Ukraine had a relaxed approach to guns even before 2022. As arms dealers watch the ceasefire closely, what happens after the war could reverberate worldwide, writes ‘The Times’.
Ukraine, which imports more weapons than any other nation, is undergoing a firearms revolution.
Nobody knows how many guns are circulating in the country — and what happens to these weapons after the war will have major repercussions around the world.
Ukraine is already the only country in Europe where firearms are not controlled by law. Instead, a decree issued by the Ministry of Internal Affairs in 1998 regulates everything related to firearms.
The result is a complex, confusing situation.
At the Ensign’s Weapons Shop on Sichovykh Strilstsiv Street in central Kyiv last week, business was brisk. Inside the gun store, one of 41 in the capital alone, men in black puffa jackets stared at AR-15s, Kalashnikovs and pump-action shotguns.

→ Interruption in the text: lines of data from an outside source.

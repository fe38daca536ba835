// SPDX-License-Identifier: BUSL-1.1
// Copyright (c) 2026 Alfred Jean LLC

// Allow panic!/unwrap/expect in test code
#![cfg_attr(test, allow(clippy::panic))]
#![cfg_attr(test, allow(clippy::unwrap_used))]
#![cfg_attr(test, allow(clippy::expect_used))]

//! Transports between the agent store and the agent backend

pub mod http;
pub mod transport;
pub mod ws;

pub use http::HttpBackend;
pub use transport::{
    Backend, CommandTransport, PollTransport, PushTransport, StatsTransport, TransportError,
};
pub use ws::WsPush;

#[cfg(any(test, feature = "test-support"))]
mod fake;
#[cfg(any(test, feature = "test-support"))]
pub use fake::{FakeTransport, TransportCall};
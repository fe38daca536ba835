// Stamp the binary's --version with the short git hash it was built from.

use std::process::Command;

fn git(args: &[&str]) -> Option<String> {
    let output = Command::new("git").args(args).output().ok()?;
    if !output.status.success() {
        return None;
    }
    String::from_utf8(output.stdout).ok().map(|s| s.trim().to_string())
}

fn main() {
    println!("cargo:rerun-if-env-changed=BUILD_GIT_HASH");

    let hash = std::env::var("BUILD_GIT_HASH")
        .ok()
        .filter(|s| !s.is_empty())
        .or_else(|| git(&["rev-parse", "--short", "HEAD"]))
        .unwrap_or_else(|| "unknown".to_string());
    println!("cargo:rustc-env=BUILD_GIT_HASH={hash}");

    if let Some(git_dir) = git(&["rev-parse", "--git-dir"]) {
        println!("cargo:rerun-if-changed={git_dir}/HEAD");
        println!("cargo:rerun-if-changed={git_dir}/refs");
    }
}
// SPDX-License-Identifier: BUSL-1.1
// Copyright (c) 2026 Alfred Jean LLC

//! Counters for diagnosing push/poll disagreement

use super::{DiscardReason, ReconcileOutcome};
use serde::Serialize;
use std::sync::atomic::{AtomicU64, Ordering};

#[derive(Debug, Default)]
pub struct SyncDiagnostics {
    applied: AtomicU64,
    stale: AtomicU64,
    invalid_transition: AtomicU64,
    unknown_agent: AtomicU64,
}

/// Point-in-time copy of [`SyncDiagnostics`]
#[derive(Debug, Clone, Copy, Default, PartialEq, Eq, Serialize)]
pub struct DiagnosticsSnapshot {
    pub applied: u64,
    pub stale: u64,
    pub invalid_transition: u64,
    pub unknown_agent: u64,
}

impl DiagnosticsSnapshot {
    pub fn discarded(&self) -> u64 {
        self.stale + self.invalid_transition + self.unknown_agent
    }
}

impl SyncDiagnostics {
    pub(crate) fn count(&self, outcome: &ReconcileOutcome) {
        let counter = match outcome {
            ReconcileOutcome::Applied => &self.applied,
            ReconcileOutcome::Discarded(DiscardReason::Stale) => &self.stale,
            ReconcileOutcome::Discarded(DiscardReason::InvalidTransition { .. }) => {
                &self.invalid_transition
            }
            ReconcileOutcome::Discarded(DiscardReason::UnknownAgent) => &self.unknown_agent,
        };
        counter.fetch_add(1, Ordering::Relaxed);
    }

    pub fn snapshot(&self) -> DiagnosticsSnapshot {
        DiagnosticsSnapshot {
            applied: self.applied.load(Ordering::Relaxed),
            stale: self.stale.load(Ordering::Relaxed),
            invalid_transition: self.invalid_transition.load(Ordering::Relaxed),
            unknown_agent: self.unknown_agent.load(Ordering::Relaxed),
        }
    }
}
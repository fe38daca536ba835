// SPDX-License-Identifier: BUSL-1.1
// Copyright (c) 2026 Alfred Jean LLC

//! Incoming agent state, as delivered by push, poll, or command responses.
//!
//! Every field except `id` is optional: a full snapshot sets all of them,
//! a delta only the ones that changed. `logs` carries new entries only in a
//! delta and the whole known history in a snapshot; the append rule treats
//! both the same way.

use crate::agent::AgentStatus;
use crate::agent_record::AgentRecord;
use crate::id::AgentId;
use crate::log::LogEntry;
use crate::task::TaskNode;
use serde::{Deserialize, Serialize};

#[derive(Debug, Clone, PartialEq, Eq, Serialize, Deserialize)]
#[serde(rename_all = "camelCase")]
pub struct AgentUpdate {
    pub id: AgentId,
    #[serde(default, skip_serializing_if = "Option::is_none")]
    pub name: Option<String>,
    #[serde(default, skip_serializing_if = "Option::is_none")]
    pub prompt: Option<String>,
    #[serde(default, skip_serializing_if = "Option::is_none")]
    pub status: Option<AgentStatus>,
    #[serde(default, skip_serializing_if = "Option::is_none")]
    pub progress: Option<u8>,
    /// Complete tree when present
    #[serde(default, skip_serializing_if = "Option::is_none")]
    pub tasks: Option<Vec<TaskNode>>,
    #[serde(default, skip_serializing_if = "Vec::is_empty")]
    pub logs: Vec<LogEntry>,
    #[serde(default, skip_serializing_if = "Option::is_none")]
    pub branch: Option<String>,
    #[serde(default, skip_serializing_if = "Option::is_none")]
    pub pr_url: Option<String>,
    #[serde(default, skip_serializing_if = "Option::is_none")]
    pub error: Option<String>,
    #[serde(default, skip_serializing_if = "Option::is_none")]
    pub result_summary: Option<String>,
    #[serde(default, rename = "createdAt", skip_serializing_if = "Option::is_none")]
    pub created_at_ms: Option<u64>,
    #[serde(default, rename = "startedAt", skip_serializing_if = "Option::is_none")]
    pub started_at_ms: Option<u64>,
    #[serde(default, rename = "completedAt", skip_serializing_if = "Option::is_none")]
    pub completed_at_ms: Option<u64>,
    /// Monotonic sequence number assigned by the backend
    #[serde(default, skip_serializing_if = "Option::is_none")]
    pub revision: Option<u64>,
}

impl AgentUpdate {
    /// An empty update for `id`
    pub fn new(id: impl Into<AgentId>) -> Self {
        Self {
            id: id.into(),
            name: None,
            prompt: None,
            status: None,
            progress: None,
            tasks: None,
            logs: Vec::new(),
            branch: None,
            pr_url: None,
            error: None,
            result_summary: None,
            created_at_ms: None,
            started_at_ms: None,
            completed_at_ms: None,
            revision: None,
        }
    }

    crate::setters! {
        set {
            logs: Vec<LogEntry>,
        }
        option {
            name: String,
            prompt: String,
            status: AgentStatus,
            progress: u8,
            tasks: Vec<TaskNode>,
            branch: String,
            pr_url: String,
            error: String,
            result_summary: String,
            created_at_ms: u64,
            started_at_ms: u64,
            completed_at_ms: u64,
            revision: u64,
        }
    }

    /// Full snapshot of a tracked record, including its retained logs
    pub fn from_record(record: &AgentRecord) -> Self {
        Self {
            id: record.id.clone(),
            name: Some(record.name.clone()),
            prompt: Some(record.prompt.clone()),
            status: Some(record.status),
            progress: Some(record.progress),
            tasks: Some(record.tasks.clone()),
            logs: record.logs.iter().cloned().collect(),
            branch: record.branch.clone(),
            pr_url: record.pr_url.clone(),
            error: record.error.clone(),
            result_summary: record.result_summary.clone(),
            created_at_ms: Some(record.created_at_ms),
            started_at_ms: record.started_at_ms,
            completed_at_ms: record.completed_at_ms,
            revision: record.revision,
        }
    }
}

#[cfg(test)]
mod tests {
    use super::*;

    #[test]
    fn sparse_delta_deserializes() {
        let update: AgentUpdate =
            serde_json::from_str(r#"{"id":"a1","status":"running","progress":40}"#).unwrap();
        assert_eq!(update, AgentUpdate::new("a1").status(AgentStatus::Running).progress(40u8));
        assert!(update.logs.is_empty());
        assert!(update.tasks.is_none());
    }

    #[test]
    fn wire_names_are_camel_case() {
        let update = AgentUpdate::new("a1")
            .pr_url("https://example.test/pr/1")
            .result_summary("done")
            .started_at_ms(5u64)
            .completed_at_ms(9u64);
        let json = serde_json::to_value(&update).unwrap();
        assert_eq!(
            json,
            serde_json::json!({
                "id": "a1",
                "prUrl": "https://example.test/pr/1",
                "resultSummary": "done",
                "startedAt": 5,
                "completedAt": 9,
            })
        );
    }
}
// SPDX-License-Identifier: BUSL-1.1
// Copyright (c) 2026 Alfred Jean LLC

//! Per-agent sync: a push listener plus a safety-net poll timer.
//!
//! Subscriptions follow the agent, not any view of it: one stays up until
//! it is explicitly dropped, the agent reaches a terminal status, or the
//! agent stops being tracked. The poll never stops while subscribed, since
//! push delivery may drop or duplicate updates.
//!
//! | event                      | health after                     |
//! |----------------------------|----------------------------------|
//! | subscribe, push connects   | `Live`                           |
//! | push stream ends / refused | `Degraded` (retry after a delay) |
//! | N consecutive poll errors  | `Stale`                          |
//! | successful poll or push    | `Live` or `Degraded`             |

use crate::config::SyncConfig;
use crate::error::CommandError;
use crate::reconcile::{Reconciler, UpdateSource};
use deck_adapters::{PollTransport, PushTransport};
use deck_core::{AgentId, AgentUpdate, Clock};
use parking_lot::Mutex;
use serde::Serialize;
use std::collections::HashMap;
use std::future::{pending, Future};
use std::sync::Arc;
use tokio::sync::mpsc;
use tokio::time::{sleep_until, Instant, MissedTickBehavior};
use tokio_util::sync::CancellationToken;

#[derive(Debug, Clone, Copy, PartialEq, Eq, Serialize)]
#[serde(rename_all = "snake_case")]
pub enum SyncHealth {
    Unsubscribed,
    /// Push connected and polls succeeding
    Live,
    /// Push down; polling only
    Degraded,
    /// Polls keep failing; shown data may be out of date
    Stale,
}

deck_core::simple_display! {
    SyncHealth {
        Unsubscribed => "unsubscribed",
        Live => "live",
        Degraded => "degraded",
        Stale => "stale",
    }
}

struct Subscription {
    generation: u64,
    token: CancellationToken,
    health: SyncHealth,
}

#[derive(Default)]
struct Subscriptions {
    active: HashMap<AgentId, Subscription>,
    next_generation: u64,
}

pub struct SubscriptionManager<B: PollTransport, P: PushTransport, C: Clock> {
    poll: B,
    push: P,
    reconciler: Reconciler<C>,
    config: SyncConfig,
    subs: Arc<Mutex<Subscriptions>>,
    root: CancellationToken,
}

impl<B: PollTransport, P: PushTransport, C: Clock> SubscriptionManager<B, P, C> {
    pub fn new(poll: B, push: P, reconciler: Reconciler<C>, config: SyncConfig) -> Self {
        Self {
            poll,
            push,
            reconciler,
            config,
            subs: Arc::new(Mutex::new(Subscriptions::default())),
            root: CancellationToken::new(),
        }
    }

    /// Start syncing `id`. Must be called from within a Tokio runtime.
    ///
    /// Subscribing twice is a no-op, as is subscribing to an agent that has
    /// already finished.
    pub fn subscribe(&self, id: &AgentId) -> Result<(), CommandError> {
        let status = self
            .reconciler
            .store()
            .read(|registry| registry.get(id).map(|record| record.status))
            .ok_or_else(|| CommandError::NotFound(id.clone()))?;
        if status.is_terminal() {
            tracing::debug!(%id, %status, "agent finished, not subscribing");
            return Ok(());
        }

        let (generation, token) = {
            let mut subs = self.subs.lock();
            if subs.active.contains_key(id) {
                return Ok(());
            }
            subs.next_generation += 1;
            let generation = subs.next_generation;
            let token = self.root.child_token();
            subs.active.insert(
                id.clone(),
                Subscription { generation, token: token.clone(), health: SyncHealth::Live },
            );
            (generation, token)
        };

        let worker = AgentSync {
            id: id.clone(),
            generation,
            token,
            poll: self.poll.clone(),
            push: self.push.clone(),
            reconciler: self.reconciler.clone(),
            config: self.config.clone(),
            subs: Arc::clone(&self.subs),
        };
        tokio::spawn(worker.run());
        tracing::info!(%id, "subscribed");
        Ok(())
    }

    /// Stop syncing `id`. The agent itself keeps running.
    pub fn unsubscribe(&self, id: &AgentId) -> bool {
        let Some(sub) = self.subs.lock().active.remove(id) else {
            return false;
        };
        sub.token.cancel();
        tracing::info!(%id, "unsubscribed");
        true
    }

    pub fn health(&self, id: &AgentId) -> SyncHealth {
        self.subs.lock().active.get(id).map_or(SyncHealth::Unsubscribed, |sub| sub.health)
    }

    pub fn is_subscribed(&self, id: &AgentId) -> bool {
        self.subs.lock().active.contains_key(id)
    }

    pub fn subscribed(&self) -> Vec<AgentId> {
        let mut ids: Vec<AgentId> = self.subs.lock().active.keys().cloned().collect();
        ids.sort();
        ids
    }
}

impl<B: PollTransport, P: PushTransport, C: Clock> Drop for SubscriptionManager<B, P, C> {
    fn drop(&mut self) {
        self.root.cancel();
    }
}

/// The task behind one subscription
struct AgentSync<B: PollTransport, P: PushTransport, C: Clock> {
    id: AgentId,
    generation: u64,
    token: CancellationToken,
    poll: B,
    push: P,
    reconciler: Reconciler<C>,
    config: SyncConfig,
    subs: Arc<Mutex<Subscriptions>>,
}

impl<B: PollTransport, P: PushTransport, C: Clock> AgentSync<B, P, C> {
    async fn run(self) {
        let retry = self.config.push_retry();
        let mut stream = self.connect().await;
        let mut retry_at = stream.is_none().then(|| Instant::now() + retry);
        let mut failures: u32 = 0;
        self.update_health(stream.is_some(), failures);

        let mut poll = tokio::time::interval(self.config.poll_interval());
        poll.set_missed_tick_behavior(MissedTickBehavior::Delay);

        loop {
            tokio::select! {
                biased;

                _ = self.token.cancelled() => break,

                update = next_push(&mut stream) => match update {
                    Some(update) => {
                        failures = 0;
                        self.reconciler.apply(update, UpdateSource::Push);
                    }
                    None => {
                        tracing::warn!(id = %self.id, "push stream closed, polling only");
                        stream = None;
                        retry_at = Some(Instant::now() + retry);
                    }
                },

                _ = retry_timer(retry_at) => {
                    stream = self.connect().await;
                    retry_at = stream.is_none().then(|| Instant::now() + retry);
                }

                _ = poll.tick() => {
                    let Some(result) = self.until_cancelled(self.poll.fetch_agent(&self.id)).await
                    else {
                        break;
                    };
                    match result {
                        Ok(update) => {
                            failures = 0;
                            self.reconciler.apply(update, UpdateSource::Poll);
                        }
                        Err(e) => {
                            failures = failures.saturating_add(1);
                            tracing::debug!(id = %self.id, failures, error = %e, "poll failed");
                        }
                    }
                }
            }

            if self.finished() {
                break;
            }
            self.update_health(stream.is_some(), failures);
        }
        self.release();
    }

    async fn connect(&self) -> Option<mpsc::Receiver<AgentUpdate>> {
        match self.until_cancelled(self.push.subscribe(&self.id)).await? {
            Ok(rx) => {
                tracing::debug!(id = %self.id, "push stream open");
                Some(rx)
            }
            Err(e) => {
                tracing::warn!(id = %self.id, error = %e, "push unavailable, polling only");
                None
            }
        }
    }

    async fn until_cancelled<F: Future>(&self, fut: F) -> Option<F::Output> {
        tokio::select! {
            biased;
            _ = self.token.cancelled() => None,
            output = fut => Some(output),
        }
    }

    /// Terminal or no longer tracked: nothing left to sync
    fn finished(&self) -> bool {
        self.reconciler
            .store()
            .read(|registry| registry.get(&self.id).map_or(true, |record| record.is_terminal()))
    }

    fn update_health(&self, push_open: bool, failures: u32) {
        let health = if failures >= self.config.stale_after_failures {
            SyncHealth::Stale
        } else if push_open {
            SyncHealth::Live
        } else {
            SyncHealth::Degraded
        };

        let previous = {
            let mut subs = self.subs.lock();
            match subs.active.get_mut(&self.id) {
                Some(sub) if sub.generation == self.generation => {
                    std::mem::replace(&mut sub.health, health)
                }
                _ => return,
            }
        };
        if previous == health {
            return;
        }
        match health {
            SyncHealth::Stale => {
                tracing::warn!(id = %self.id, failures, "agent data is stale");
            }
            _ => tracing::info!(id = %self.id, from = %previous, to = %health, "sync health"),
        }
    }

    fn release(&self) {
        let mut subs = self.subs.lock();
        if subs.active.get(&self.id).is_some_and(|sub| sub.generation == self.generation) {
            subs.active.remove(&self.id);
            tracing::info!(id = %self.id, "subscription ended");
        }
    }
}

async fn next_push(stream: &mut Option<mpsc::Receiver<AgentUpdate>>) -> Option<AgentUpdate> {
    match stream {
        Some(rx) => rx.recv().await,
        None => pending().await,
    }
}

async fn retry_timer(at: Option<Instant>) {
    match at {
        Some(at) => sleep_until(at).await,
        None => pending().await,
    }
}

#[cfg(test)]
#[path = "subscription_tests.rs"]
mod tests;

In one cabinet, a Barrett M82 long-range sniper rifle was available for the equivalent of £8,000. A salesman promised one shot from it could “rip the head from an elephant”. A Turkish-made shotgun was priced at £180, less than the cost of renting a similar weapon for a few hours at a shooting range.
The invasion three years ago further complicated the picture. “We will give weapons to anyone who wants to defend the country,” Zelensky announced on February 24, 2022, the day the assault began.
In major cities, citizens picked up assault rifles from government trucks, with an unknown number remaining today into private hands. In Kyiv alone, the government supplied volunteers with more than 25,000 assault rifles and about 10 million bullets, as well as rocket-propelled grenades and launchers.
More firearms and heavier weaponry have since flooded into the country, with Ukraine becoming the world’s largest importer of arms between 2020 and 2024. Thousands, and perhaps even millions, of so-called “trophy weapons” — grenades, rifles and artillery pieces left behind by Russian invaders — have come into Ukrainian possession.
Experts fear that without a government buy-back of unregistered weapons, postwar Ukraine could become a “Kalashnikov society,” in which disputes once settled with fists will be resolved with guns. When Ihor Klymenko, the minister of internal affairs, tried to estimate last April how many weapons were held by Ukrainian citizens, his ballpark figure was between one and five million.
“The truth is that no one actually knows how many weapons there are in Ukraine right now,” said Fedir Sydoruk, the Ukraine field network co-ordinator for the Global Initiative Against Transnational Organised Crime (GI-TOC).
The Trump administration’s efforts to bring about a ceasefire in this conflict have dominated global headlines. But GI-TOC’s biggest fear is that huge numbers of weapons in postwar Ukraine will flood out of the country into Europe, Africa and the Middle East.
Smuggled military stocks from the former Yugoslavia provided firepower for criminals and terrorists in Europe for decades after the conflict there ended in 2001. Without stringent postwar controls, GI-TOC’s experts fear Ukraine may become a Yugoslav-style weapons bazaar for criminals.
“What’s going to happen after a ceasefire?” asked Brian Lee, an expert in arms trafficking in eastern and western Europe. “There is no law regulating weapons. No Ukrainian policy for demobilisation, disarmament or the reintegration of veterans into society. There are readily available transit routes in the nearby Balkans to western Europe.”
Lee worries about what is coming next. “If you take everything together, it’s actually quite concerning,” he said. A ceasefire could lead to a “domino effect”: decreased demand at the front in Ukraine freeing up weapons to cross borders. If even a small number of returning Ukrainian veterans became involved in organised crime, as some Soviet troops did after the decade-long Afghan War ended in 1989, the law and order consequences for Europe could be profound.
The growing number of weapons stockpiles uncovered by Ukrainian law enforcement since the war began. In one case in 2023, the authorities in Dnipro uncovered an arsenal that included 14 rifles and 36 grenade launchers, along with $6 million in dollar bills. Three people were arrested on arms-trafficking charges.
“The stockpiles will have consequences. A rifle that’s hanging on a wall will be fired at some point,” said Sydoruk. He suggested that while most stockpiles were hoarded by Ukrainians in anticipation of further conflict with Russia, some could be the work of organised crime groups that may export that firepower at a later date.
In secret, Ukrainians talk about illegal weapons. Hidden stocks. Unregistered automatic rifles and grenade launchers buried in gardens. Tanks stowed in garages. These hidden arsenals are another cost of this war, their eventual use a price waiting to be paid.